Set down, exactly as written, every line from the top of the records below to the line containing "point in bytes.", both ends included, and no others.

________________________

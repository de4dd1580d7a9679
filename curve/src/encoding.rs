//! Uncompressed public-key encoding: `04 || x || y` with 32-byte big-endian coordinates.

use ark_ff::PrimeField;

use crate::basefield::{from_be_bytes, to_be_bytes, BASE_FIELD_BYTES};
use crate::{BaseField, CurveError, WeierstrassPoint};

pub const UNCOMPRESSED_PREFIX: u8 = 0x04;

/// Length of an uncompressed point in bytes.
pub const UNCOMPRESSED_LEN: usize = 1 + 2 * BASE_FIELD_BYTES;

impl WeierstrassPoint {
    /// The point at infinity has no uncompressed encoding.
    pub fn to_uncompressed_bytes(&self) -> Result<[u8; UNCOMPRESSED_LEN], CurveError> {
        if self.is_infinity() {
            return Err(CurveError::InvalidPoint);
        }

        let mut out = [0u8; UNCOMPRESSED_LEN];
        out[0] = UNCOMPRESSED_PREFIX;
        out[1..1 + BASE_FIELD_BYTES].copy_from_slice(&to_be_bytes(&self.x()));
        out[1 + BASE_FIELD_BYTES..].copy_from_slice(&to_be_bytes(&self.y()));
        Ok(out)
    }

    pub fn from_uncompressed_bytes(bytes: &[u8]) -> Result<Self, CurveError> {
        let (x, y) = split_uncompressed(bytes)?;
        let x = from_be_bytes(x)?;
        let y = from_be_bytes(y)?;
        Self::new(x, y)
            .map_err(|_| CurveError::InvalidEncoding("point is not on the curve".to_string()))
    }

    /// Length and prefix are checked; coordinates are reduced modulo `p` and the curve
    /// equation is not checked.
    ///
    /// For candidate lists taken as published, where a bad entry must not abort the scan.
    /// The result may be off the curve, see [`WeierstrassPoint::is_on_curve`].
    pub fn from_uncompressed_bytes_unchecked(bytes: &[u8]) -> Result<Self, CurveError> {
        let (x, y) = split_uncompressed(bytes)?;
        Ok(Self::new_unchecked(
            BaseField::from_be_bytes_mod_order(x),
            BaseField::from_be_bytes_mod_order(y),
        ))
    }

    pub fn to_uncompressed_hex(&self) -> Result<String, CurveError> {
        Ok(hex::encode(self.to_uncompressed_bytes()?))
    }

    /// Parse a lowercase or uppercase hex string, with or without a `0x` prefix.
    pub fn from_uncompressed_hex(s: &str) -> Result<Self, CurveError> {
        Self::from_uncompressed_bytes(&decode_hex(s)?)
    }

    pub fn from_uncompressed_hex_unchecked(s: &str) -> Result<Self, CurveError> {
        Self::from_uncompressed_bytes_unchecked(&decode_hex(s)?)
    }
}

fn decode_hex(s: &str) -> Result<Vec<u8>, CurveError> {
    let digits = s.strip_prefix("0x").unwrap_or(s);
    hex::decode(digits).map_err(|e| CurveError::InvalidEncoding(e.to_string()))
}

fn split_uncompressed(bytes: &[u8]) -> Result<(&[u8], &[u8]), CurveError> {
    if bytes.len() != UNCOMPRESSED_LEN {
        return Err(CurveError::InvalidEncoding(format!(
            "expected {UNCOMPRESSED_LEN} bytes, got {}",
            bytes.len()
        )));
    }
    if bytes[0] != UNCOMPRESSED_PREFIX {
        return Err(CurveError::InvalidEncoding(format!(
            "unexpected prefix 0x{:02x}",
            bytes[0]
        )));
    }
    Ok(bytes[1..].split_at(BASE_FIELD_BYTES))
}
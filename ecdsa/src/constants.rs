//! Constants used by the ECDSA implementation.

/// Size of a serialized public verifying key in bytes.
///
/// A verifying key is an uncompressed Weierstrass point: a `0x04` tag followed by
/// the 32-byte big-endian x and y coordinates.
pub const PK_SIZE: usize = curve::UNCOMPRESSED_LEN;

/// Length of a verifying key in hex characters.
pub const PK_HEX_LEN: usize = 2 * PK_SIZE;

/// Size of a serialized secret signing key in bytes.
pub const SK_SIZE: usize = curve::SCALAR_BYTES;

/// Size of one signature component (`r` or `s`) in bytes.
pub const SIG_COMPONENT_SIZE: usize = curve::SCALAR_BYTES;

________________________

▶ **RESPONSE TO THE EXERCISE**:
repository de4dd1580d7a9679
filename curve/src/encoding.rs
//! Uncompressed public-key encoding: `04 || x || y` with 32-byte big-endian coordinates.

use ark_ff::PrimeField;

use crate::basefield::{from_be_bytes, to_be_bytes, BASE_FIELD_BYTES};
use crate::{BaseField, CurveError, WeierstrassPoint};

pub const UNCOMPRESSED_PREFIX: u8 = 0x04;

/// Length of an uncompressed point in bytes.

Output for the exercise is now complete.